Records from a dataset:
------------------------------------------------------------
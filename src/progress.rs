//! Progress reporting for long-running generation.
//!
//! The pipeline never talks to a UI directly. It reports through a
//! [`Progress`] handle passed in by the caller: a stage label
//! ([`Progress::set_type`]), a human-readable status line
//! ([`Progress::set_message`]) and a completion percentage
//! ([`Progress::set_progress`]). The CLI uses [`ChannelProgress`], which turns
//! every call into a [`ProgressEvent`] on an `mpsc` channel drained by a
//! printer thread; library users without a UI pass [`NoProgress`].
//!
//! [`ProgressCounter`] tracks processed/total cards. Incrementing and
//! reporting happen under one lock, so the reported percentage never goes
//! backwards even when several pages are composited at once.

use std::sync::Mutex;
use std::sync::mpsc::Sender;
use tracing::debug;

/// Sink for progress updates. Must be shareable across worker threads.
pub trait Progress: Sync {
    /// Name of the stage currently running (e.g. "Image generation").
    fn set_type(&self, value: &str);
    /// Human-readable status line.
    fn set_message(&self, value: &str);
    /// Completion in percent, `0.0..=100.0`.
    fn set_progress(&self, value: f32);
}

/// A single progress update, as sent by [`ChannelProgress`].
#[derive(Debug, Clone, PartialEq)]
pub enum ProgressEvent {
    Type(String),
    Message(String),
    Progress(f32),
}

/// Forwards updates to a channel. Send errors (receiver gone) are ignored.
#[derive(Debug)]
pub struct ChannelProgress {
    tx: Sender<ProgressEvent>,
}

impl ChannelProgress {
    pub fn new(tx: Sender<ProgressEvent>) -> Self {
        Self { tx }
    }

    fn send(&self, event: ProgressEvent) {
        debug!(?event, "progress");
        self.tx.send(event).ok();
    }
}

impl Progress for ChannelProgress {
    fn set_type(&self, value: &str) {
        self.send(ProgressEvent::Type(value.to_string()));
    }

    fn set_message(&self, value: &str) {
        self.send(ProgressEvent::Message(value.to_string()));
    }

    fn set_progress(&self, value: f32) {
        self.send(ProgressEvent::Progress(value));
    }
}

/// Discards all updates.
#[derive(Debug, Default, Clone, Copy)]
pub struct NoProgress;

impl Progress for NoProgress {
    fn set_type(&self, _value: &str) {}
    fn set_message(&self, _value: &str) {}
    fn set_progress(&self, _value: f32) {}
}

/// Processed/total card counter shared by the compositing workers.
#[derive(Debug)]
pub struct ProgressCounter {
    total: usize,
    processed: Mutex<usize>,
}

impl ProgressCounter {
    pub fn new(total: usize) -> Self {
        Self {
            total,
            processed: Mutex::new(0),
        }
    }

    /// Count one more processed card and report the new percentage.
    pub fn advance(&self, progress: &dyn Progress) {
        let mut processed = self
            .processed
            .lock()
            .unwrap_or_else(|poisoned| poisoned.into_inner());
        *processed += 1;
        progress.set_progress(percent(*processed, self.total));
    }

    pub fn processed(&self) -> usize {
        *self
            .processed
            .lock()
            .unwrap_or_else(|poisoned| poisoned.into_inner())
    }
}

/// `processed / total` in percent, clamped to `0.0..=100.0`.
pub fn percent(processed: usize, total: usize) -> f32 {
    if total == 0 {
        return 100.0;
    }
    (processed as f32 / total as f32 * 100.0).clamp(0.0, 100.0)
}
------------------------------------------------------------
§ **ASSIGNED TASK**:
Extract the lines above, from the first one through the one containing "a completion percentage", and return only those, unchanged.

§ **FINISHED TASK**:
filename src/progress.rs
//! Progress reporting for long-running generation.
//!
//! The pipeline never talks to a UI directly. It reports through a
//! [`Progress`] handle passed in by the caller: a stage label
//! ([`Progress::set_type`]), a human-readable status line
//! ([`Progress::set_message`]) and a completion percentage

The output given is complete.